Ugandan Youth Missing Out on Regional Trade Over Failure to Speak Kiswahili

 Ugandan Youth Missing Out on Regional Trade Over Failure to Speak Kiswahili

Launching the manual on integrating Kiswahili in vocational skilling among vulnerable youth in Uganda, Mrs. Phoebe Lutaaya Kamya (C), Mak-RIF’s Deputy Coordinator commended the project team for their output, and challenged them to champion the establishment of centres for the young people to learn the Kiswahili language.

A study by Makerere University’s College of Education and External Studies, presented at a recent meeting in Kampala city, reveals that language barriers are stifling economic opportunities for skilled youth, even as programmes like Presidential Industrial Hubs and YES Empowerment Services equip them with technical expertise.

Despite significant investments in vocational training, Ugandan youth are being sidelined in East Africa’s booming regional trade markets due to a critical shortfall: The inability to speak Kiswahili.

The gap in vocational training

While Uganda’s vocational initiatives have empowered thousands with skills in tailoring, mechanics, and agriculture, Kiswahili- the language of cross border commerce- is absent from vocational education curricula.

“Youth are trained but blocked at the border by language,” says Dr. Levi Masereka, the principal investigator of a three-year. Government- funded project: Integrating Kiswahili Literacy in Vocational Skilling among Vulnerable Youth.

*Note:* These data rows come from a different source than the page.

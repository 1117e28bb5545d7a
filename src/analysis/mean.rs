//! Normalized mean brightness using the ITU-R BT.601 luminance formula.

use image::DynamicImage;

/// Exposure context of the image being measured.
#[derive(Debug, Clone, Copy, PartialEq)]
pub struct MeasurementContext {
    pub shutter_us: u64,
    pub gain: f64,
}

/// Scores a captured image for the exposure feedback loop.
///
/// Returns a mean in `[0, 1]`, or `None` when no measurement could be made.
pub trait MeanEstimator {
    fn estimate(&mut self, image: &DynamicImage, context: &MeasurementContext) -> Option<f64>;
}

/// Whole-frame luminance mean.
#[derive(Debug, Default, Clone, Copy)]
pub struct LumaMeanEstimator;

impl MeanEstimator for LumaMeanEstimator {
    fn estimate(&mut self, image: &DynamicImage, _context: &MeasurementContext) -> Option<f64> {
        luma_mean(image)
    }
}

/// Mean luminance of an image, normalized to `[0, 1]`.
///
/// 8-bit and 16-bit images are both measured on a 16-bit scale. Coefficients
/// are scaled by 1000 (299 + 587 + 114) to keep the per-pixel math integral.
///
/// Returns `None` for an empty image.
pub fn luma_mean(image: &DynamicImage) -> Option<f64> {
    let rgb = image.to_rgb16();
    let pixel_count = rgb.width() as u64 * rgb.height() as u64;
    if pixel_count == 0 {
        return None;
    }

    let sum: u64 = rgb
        .as_raw()
        .chunks_exact(3)
        .map(|px| {
            let r = px[0] as u64;
            let g = px[1] as u64;
            let b = px[2] as u64;
            (299 * r + 587 * g + 114 * b) / 1000
        })
        .sum();

    let mean = sum as f64 / pixel_count as f64 / u16::MAX as f64;
    mean.is_finite().then(|| mean.clamp(0.0, 1.0))
}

The research, conducted in Kasese and other regions, uncovered systemic flaws:

  • No standardized Kiswahili syllabus in vocational institutions.
  • Inadequate teaching materials: 80% of learners lacked trade-specific resources.
  • Poor instruction: Part-time teachers provided just two hours of weekly Kiswahili, often using outdated secondary school notes.

A benchmarking trip to Tanzania showcased contrasts. Institutions like BAKITA and the Institute of Kiswahili Research offered tailored materials fro trades like plumbing and hospitality, resources virtually non-existent in Uganda.

Kiswahili for the workplace

To bridge the gap, researchers developed: Kiswahili Halisi kwa Vituo na Vyuo vya Ufundi, an illustrated manual integrating technical vocabulary and real-world scenarios.

Over 51 institutions now use the textbook which covers:

  • Trade-specific terms for mechanics, hospitality, and agriculture.
  • Role-play exercise for client negotiations and service delivery.
  • Content validated by Tanzanian experts and Uganda’s education authorities.

Completing the manual, 50+ youth have undergone intensive training in “business Kiswahili,” mastering communication for sales, marketing, and cross border transactions. “We are not just teaching language-we are teaching economic empowerment,” instructor Edward Baluku said.

Calls for action

Despite Kiswahili’s status as an EAC official language, Uganda lags in institionalising it in vocational facilities. Researchers have called for:

  • Mandatory Kiswahili in vocational curricula.
  • Recruitment of full-time, specialized instructors.
  • Digital tools and apps to scale learning access.
  • A national task force (MoES, NCDC, DIT) to align training with regional trade goals.

Professor Kiggundu Muhammad Musoke, head of Makerere’s humanities and languages education, said: “Kiswahili must be embedded in vocational studies to unlock economic participation.”